Deborah Gordon, Armstrong’s attorney, filed paperwork Friday with the Attorney Grievance Commission of Michigan in reply to a response filed by Shirvell’s attorney Philip Thomas last month. Thomas’s response regarded Gordon’s original request for an investigation of Shirvell.
Gordon said in an interview Saturday that she and Armstrong plan to file a civil lawsuit against Shirvell if he doesn’t publicly retract libelous statements he’s made about Armstrong. These statements were made on Shirvell’s blog Chris Armstrong Watch — on which Shirvell wrote Armstrong was encouraging a “radical homosexual agenda” as MSA president — and on national media outlets like CNN’s Anderson Cooper 360.
“He’s clearly done this in all of these ways, and he needs to be disciplined,” Gordon said.
Shirvell was fired from the Attorney General’s office in November following a complaint filed by Gordon. The complaint was in response to a series of verbal and written assaults against Armstrong by Shirvell.
Former Michigan Attorney General Mike Cox wrote in a statement at the time that Shirvell “was fired for conduct unbecoming a state employee.” This conduct included updating his blog about Armstrong while Shirvell was supposed to be working and not being truthful during a disciplinary hearing.
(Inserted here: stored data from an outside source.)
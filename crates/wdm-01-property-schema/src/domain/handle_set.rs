//! # Handle Sets
//!
//! Bitfield-backed sets of property handles. Schemas use them to mark
//! optional, nullable, dictionary and ephemeral properties.

use shared_types::PropertyHandle;
use std::borrow::Cow;

const WORD_BITS: usize = 64;

/// A set of property handles with O(1) membership.
///
/// Bit `i` of the word table marks handle `i`. Static schemas borrow their
/// words; sets built at runtime own them.
#[derive(Debug, Clone, PartialEq, Eq, Default)]
pub struct HandleSet {
    words: Cow<'static, [u64]>,
}

impl HandleSet {
    /// The empty set.
    pub const EMPTY: HandleSet = HandleSet {
        words: Cow::Borrowed(&[]),
    };

    /// Wraps a static word table.
    pub const fn from_static(words: &'static [u64]) -> Self {
        Self {
            words: Cow::Borrowed(words),
        }
    }

    /// Creates an empty set.
    pub fn new() -> Self {
        Self::EMPTY
    }

    /// Membership test.
    pub fn contains(&self, handle: PropertyHandle) -> bool {
        let index = handle.index();
        self.words
            .get(index / WORD_BITS)
            .is_some_and(|word| word & (1u64 << (index % WORD_BITS)) != 0)
    }

    /// Adds a handle. Returns false if it was already present.
    pub fn insert(&mut self, handle: PropertyHandle) -> bool {
        let index = handle.index();
        let words = self.words.to_mut();
        if words.len() <= index / WORD_BITS {
            words.resize(index / WORD_BITS + 1, 0);
        }
        let bit = 1u64 << (index % WORD_BITS);
        let was_present = words[index / WORD_BITS] & bit != 0;
        words[index / WORD_BITS] |= bit;
        !was_present
    }

    /// Removes a handle. Returns true if it was present.
    pub fn remove(&mut self, handle: PropertyHandle) -> bool {
        if !self.contains(handle) {
            return false;
        }
        let index = handle.index();
        self.words.to_mut()[index / WORD_BITS] &= !(1u64 << (index % WORD_BITS));
        true
    }

    /// Number of handles in the set.
    pub fn len(&self) -> usize {
        self.words.iter().map(|w| w.count_ones() as usize).sum()
    }

    /// True if no handle is set.
    pub fn is_empty(&self) -> bool {
        self.words.iter().all(|w| *w == 0)
    }

    /// Handles in ascending order.
    pub fn iter(&self) -> impl Iterator<Item = PropertyHandle> + '_ {
        self.words.iter().enumerate().flat_map(|(word_index, word)| {
            (0..WORD_BITS)
                .filter(move |bit| word & (1u64 << bit) != 0)
                .map(move |bit| PropertyHandle((word_index * WORD_BITS + bit) as u16))
        })
    }
}

impl FromIterator<PropertyHandle> for HandleSet {
    fn from_iter<I: IntoIterator<Item = PropertyHandle>>(iter: I) -> Self {
        let mut set = HandleSet::new();
        for handle in iter {
            set.insert(handle);
        }
        set
    }
}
The reply Gordon filed Friday states that Shirvell stepped “beyond the well-defined limits to the items the First Amendment protects” when he posted a swastika over an image of Armstrong’s face and called him “racist” and “sexually promiscuous,” among other libelous statements, on the blog he maintained.
However, Armstrong wasn’t the only person Shirvell made anti-homosexual remarks to. An Attorney General’s office report states that Shirvell also contacted former state Rep. Leon Drolet (R–Clinton Township) via e-mail last February and used homophobic language in the message, according to a Jan. 23, 2011 article in The Michigan Daily.
Gordon said she is surprised Shirvell is standing behind his libelous comments about Armstrong, especially considering that Gordon asked the State Bar of Michigan to take away or suspend Shirvell’s law license.
“He’s still refusing to take responsibility for anything,” Gordon said. “Chris and I believe he’s hiding behind the First Amendment.”
In her written reply to the Attorney Grievance Commission, Gordon wrote that Thomas’s response doesn’t help Shirvell’s case because lawyers are held to higher standards beyond the First Amendment, Gordon said.
Thomas’s response hasn’t been made public at the request of the Attorney Grievance Commission.
When contacted by the Daily on Saturday, Thomas said he and Shirvell hadn’t received Gordon’s reply and could therefore not comment on its contents.
“I’m not in a position to respond,” Thomas said.
Gordon said the commission is supposed to serve Thomas the document soon. In addition, the commission is still considering the complaint filed by Gordon last fall. Gordon said she expects the commission’s decision on how to proceed with Shirvell by June.
Gordon and Armstrong ultimately want Shirvell to publicly retract his statements about Armstrong.